Material and Methods
We described a patient with a history of deep venous thrombosis (DVT) who tested negative on routine laboratory screening but was found to carry a novel pathogenic FXI mutation, Gly397Ser (G397S). FXI mutant protein was expressed, and functional assays were conducted in vitro to explore the underlying thrombotic mechanism.
Results and Conclusion
Consistent with FXI activity (FXI:C) and antigen (FXI:Ag) determined in the patient, the FXI G397S mutant exhibited a 2-fold increase of FXI:C/FXI:Ag. FXIa hydrolysis assay demonstrated that the Km value for G397S mutant was comparable to the wild-type FXIa (186.2~281.9 μM V.S. 141.6~242.6 μM), whereas the mutant FXIa displayed approximately 3-fold increases in kcat values.

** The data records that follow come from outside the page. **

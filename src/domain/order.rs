use super::customer::CustomerId;
use super::product::{Price, ProductId};
use chrono::{DateTime, NaiveDate, NaiveDateTime};
use serde::{Deserialize, Serialize};

/// An order returned by a successful checkout.
///
/// The client only displays orders, so every field is optional.
#[derive(Debug, Clone, PartialEq, Default, Serialize, Deserialize)]
#[serde(rename_all = "camelCase")]
pub struct Order {
    #[serde(default, alias = "id", alias = "OrderId")]
    pub order_id: Option<i64>,
    #[serde(default, alias = "CustomerId")]
    pub customer_id: Option<CustomerId>,
    #[serde(default, alias = "OrderDate", alias = "createdAt")]
    pub order_date: Option<String>,
    #[serde(
        default,
        alias = "items",
        alias = "orderItems",
        alias = "OrderItems",
        alias = "Lines"
    )]
    pub lines: Vec<OrderLine>,
    #[serde(default, alias = "totalAmount", alias = "TotalAmount", alias = "Total")]
    pub total: Option<Price>,
}

#[derive(Debug, Clone, PartialEq, Default, Serialize, Deserialize)]
#[serde(rename_all = "camelCase")]
pub struct OrderLine {
    #[serde(default, alias = "ProductId")]
    pub product_id: Option<ProductId>,
    #[serde(default, alias = "ProductName", alias = "name")]
    pub product_name: Option<String>,
    #[serde(default, alias = "Quantity")]
    pub quantity: u32,
    #[serde(default, alias = "UnitPrice", alias = "price")]
    pub unit_price: Option<Price>,
}

impl Order {
    /// Order date as `YYYY-MM-DD`, or an empty string when absent.
    ///
    /// Accepts RFC 3339 timestamps, offset-less timestamps and bare dates.
    /// Anything else is shown unchanged.
    pub fn formatted_date(&self) -> String {
        let Some(raw) = self.order_date.as_deref() else {
            return String::new();
        };
        let date = DateTime::parse_from_rfc3339(raw)
            .map(|dt| dt.date_naive())
            .or_else(|_| NaiveDateTime::parse_from_str(raw, "%Y-%m-%dT%H:%M:%S%.f").map(|dt| dt.date()))
            .or_else(|_| NaiveDate::parse_from_str(raw, "%Y-%m-%d"));
        match date {
            Ok(date) => date.format("%Y-%m-%d").to_string(),
            Err(_) => raw.to_string(),
        }
    }

    /// The server total, or the sum of line prices when the server sent none.
    pub fn display_total(&self) -> Price {
        self.total.unwrap_or_else(|| {
            self.lines
                .iter()
                .filter_map(|line| line.unit_price.map(|price| price * line.quantity))
                .sum()
        })
    }
}
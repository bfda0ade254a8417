use super::basket::BasketLine;
use super::customer::{Customer, CustomerDraft, CustomerId};
use super::order::Order;
use super::product::{Product, ProductDraft, ProductId};
use crate::error::Result;
use async_trait::async_trait;

/// The remote e-commerce API as seen by the client.
///
/// Every method is one request. Implementations never retry.
#[async_trait]
pub trait StoreGateway: Send + Sync {
    async fn list_products(&self) -> Result<Vec<Product>>;
    /// Returns the created record when the response body carries one.
    async fn create_product(&self, draft: &ProductDraft) -> Result<Option<Product>>;
    async fn delete_product(&self, product_id: ProductId) -> Result<()>;

    async fn list_customers(&self) -> Result<Vec<Customer>>;
    /// Returns the created record when the response body carries one.
    async fn create_customer(&self, draft: &CustomerDraft) -> Result<Option<Customer>>;
    async fn delete_customer(&self, customer_id: CustomerId) -> Result<()>;

    /// Adds one line to the customer's server-side basket.
    async fn add_to_basket(&self, customer_id: CustomerId, line: &BasketLine) -> Result<()>;
    /// Turns the customer's server-side basket into an order.
    async fn checkout(&self, customer_id: CustomerId) -> Result<Order>;
}

pub type StoreGatewayBox = Box<dyn StoreGateway>;
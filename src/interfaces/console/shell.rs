use super::command::{HELP, ShellCommand, parse_line};
use crate::application::commands::Action;
use crate::application::state::AppState;
use crate::application::storefront::Storefront;
use crate::error::Result;
use std::io::{BufRead, Write};
use tracing::debug;

/// Reads commands line by line and dispatches them until `quit` or EOF.
///
/// Catalog and customers are loaded before the first line is read. Parse
/// errors are written to `out` and the session continues. Returns the final
/// state.
pub async fn run<R: BufRead, W: Write>(
    storefront: &mut Storefront,
    input: R,
    mut out: W,
) -> Result<AppState> {
    let mut state = AppState::new();
    storefront.dispatch(&mut state, Action::Refresh).await;

    for line in input.lines() {
        let line = line?;
        match parse_line(&line) {
            Ok(None) => {}
            Ok(Some(ShellCommand::Quit)) => break,
            Ok(Some(ShellCommand::Help)) => writeln!(out, "{HELP}")?,
            Ok(Some(ShellCommand::Dispatch(action))) => {
                debug!(?action, "dispatching");
                storefront.dispatch(&mut state, action).await;
            }
            Err(e) => writeln!(out, "error: {e}")?,
        }
        out.flush()?;
    }

    Ok(state)
}
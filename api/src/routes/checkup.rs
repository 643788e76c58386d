use axum::extract::State;
use axum::routing::post;
use axum::{Json, Router};
use serde_json::json;
use uuid::Uuid;

use relance_core::checkup::{
    CheckupOutcome, CheckupResolution, PendingResolutionSignal, ResolveCheckupRequest,
    ResolveCheckupResponse, SignalStatus,
};

use crate::error::AppError;
use crate::extract::AppJson;
use crate::state::AppState;
use crate::trace;

mod resolver;

pub fn router() -> Router<AppState> {
    Router::new().route("/v1/checkup/resolve", post(resolve_checkup))
}

/// Resolve a user's free-text reply to a pending checkup invitation.
///
/// Hybrid classifier: a high-confidence structured signal from the upstream
/// dispatcher wins, the legacy dispatcher boolean comes next, and a
/// deterministic French phrase match on the normalized text is the fallback.
/// A null resolution means "still unclear" — the prompt stays pending and
/// nothing is rejected.
#[utoipa::path(
    post,
    path = "/v1/checkup/resolve",
    request_body = ResolveCheckupRequest,
    responses(
        (status = 200, description = "Resolution computed (null when still unclear)", body = ResolveCheckupResponse),
        (status = 400, description = "Malformed request body", body = relance_core::error::ApiError)
    ),
    tag = "checkup"
)]
pub async fn resolve_checkup(
    State(state): State<AppState>,
    AppJson(req): AppJson<ResolveCheckupRequest>,
) -> Result<Json<ResolveCheckupResponse>, AppError> {
    let request_id = Uuid::now_v7().to_string();
    if let Some(run_id) = req.eval_run_id.as_deref() {
        trace::remember_eval_run(&request_id, run_id);
    }

    let resolution = resolver::resolve_reply(&req);

    trace::log_event(
        &state.db,
        req.eval_run_id.as_deref(),
        &request_id,
        "checkup_resolver",
        "checkup.resolution",
        "info",
        json!({
            "resolution": resolution,
            "had_signal": req.pending_resolution_signal.is_some(),
            "had_dispatcher_boolean": req.wants_checkup_from_dispatcher.is_some(),
        }),
    )
    .await;

    Ok(Json(ResolveCheckupResponse { resolution }))
}
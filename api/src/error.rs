use axum::Json;
use axum::http::StatusCode;
use axum::response::{IntoResponse, Response};
use relance_core::error::{self, ApiError};

/// Internal error type that converts to structured API responses.
///
/// Note the deliberate asymmetry with the history store: store *read*
/// failures never surface here — they are absorbed into fail-open defaults
/// inside `crate::history`. Only input validation and genuinely unexpected
/// conditions become responses.
#[derive(Debug)]
pub enum AppError {
    /// Validation error (400)
    Validation {
        message: String,
        field: Option<String>,
        received: Option<serde_json::Value>,
        docs_hint: Option<String>,
    },
    /// Database error outside the fail-open read paths (500)
    Database(sqlx::Error),
}

impl IntoResponse for AppError {
    fn into_response(self) -> Response {
        let request_id = uuid::Uuid::now_v7().to_string();

        let (status, api_error) = match self {
            AppError::Validation {
                message,
                field,
                received,
                docs_hint,
            } => (
                StatusCode::BAD_REQUEST,
                ApiError {
                    error: error::codes::VALIDATION_FAILED.to_string(),
                    message,
                    field,
                    received,
                    request_id,
                    docs_hint,
                },
            ),
            AppError::Database(err) => {
                tracing::error!("Database error: {:?}", err);
                (
                    StatusCode::INTERNAL_SERVER_ERROR,
                    ApiError {
                        error: error::codes::INTERNAL_ERROR.to_string(),
                        message: "An internal error occurred".to_string(),
                        field: None,
                        received: None,
                        request_id,
                        docs_hint: None,
                    },
                )
            }
        };

        (status, Json(api_error)).into_response()
    }
}

impl From<sqlx::Error> for AppError {
    fn from(err: sqlx::Error) -> Self {
        AppError::Database(err)
    }
}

FXI activation by polyanions was more pronounced in the G397S mutant. Notably, this activation was more significant when triggered by thrombin compared with FXIIa in the presence of heparin. Otherwise, the G397S FXI mutant exhibited similar hydrolytic activity of FXIa against FIX, and equivalent inhibition of FXIa by Protease nexin 2 (PN2). Clot lysis assay revealed that the lysis time was longer in G397S mutant than the wild-type and the enhanced fibrinolytic resistance was thrombin-activatable fibrinolysis inhibitor-dependent. In summary, the FXI G397S mutation exhibited higher FXIa activity mainly because of the enhanced activation of FXI, which sustained thrombin generation and manifested resistance to fibrinolysis, ultimately leading to the development of DVT.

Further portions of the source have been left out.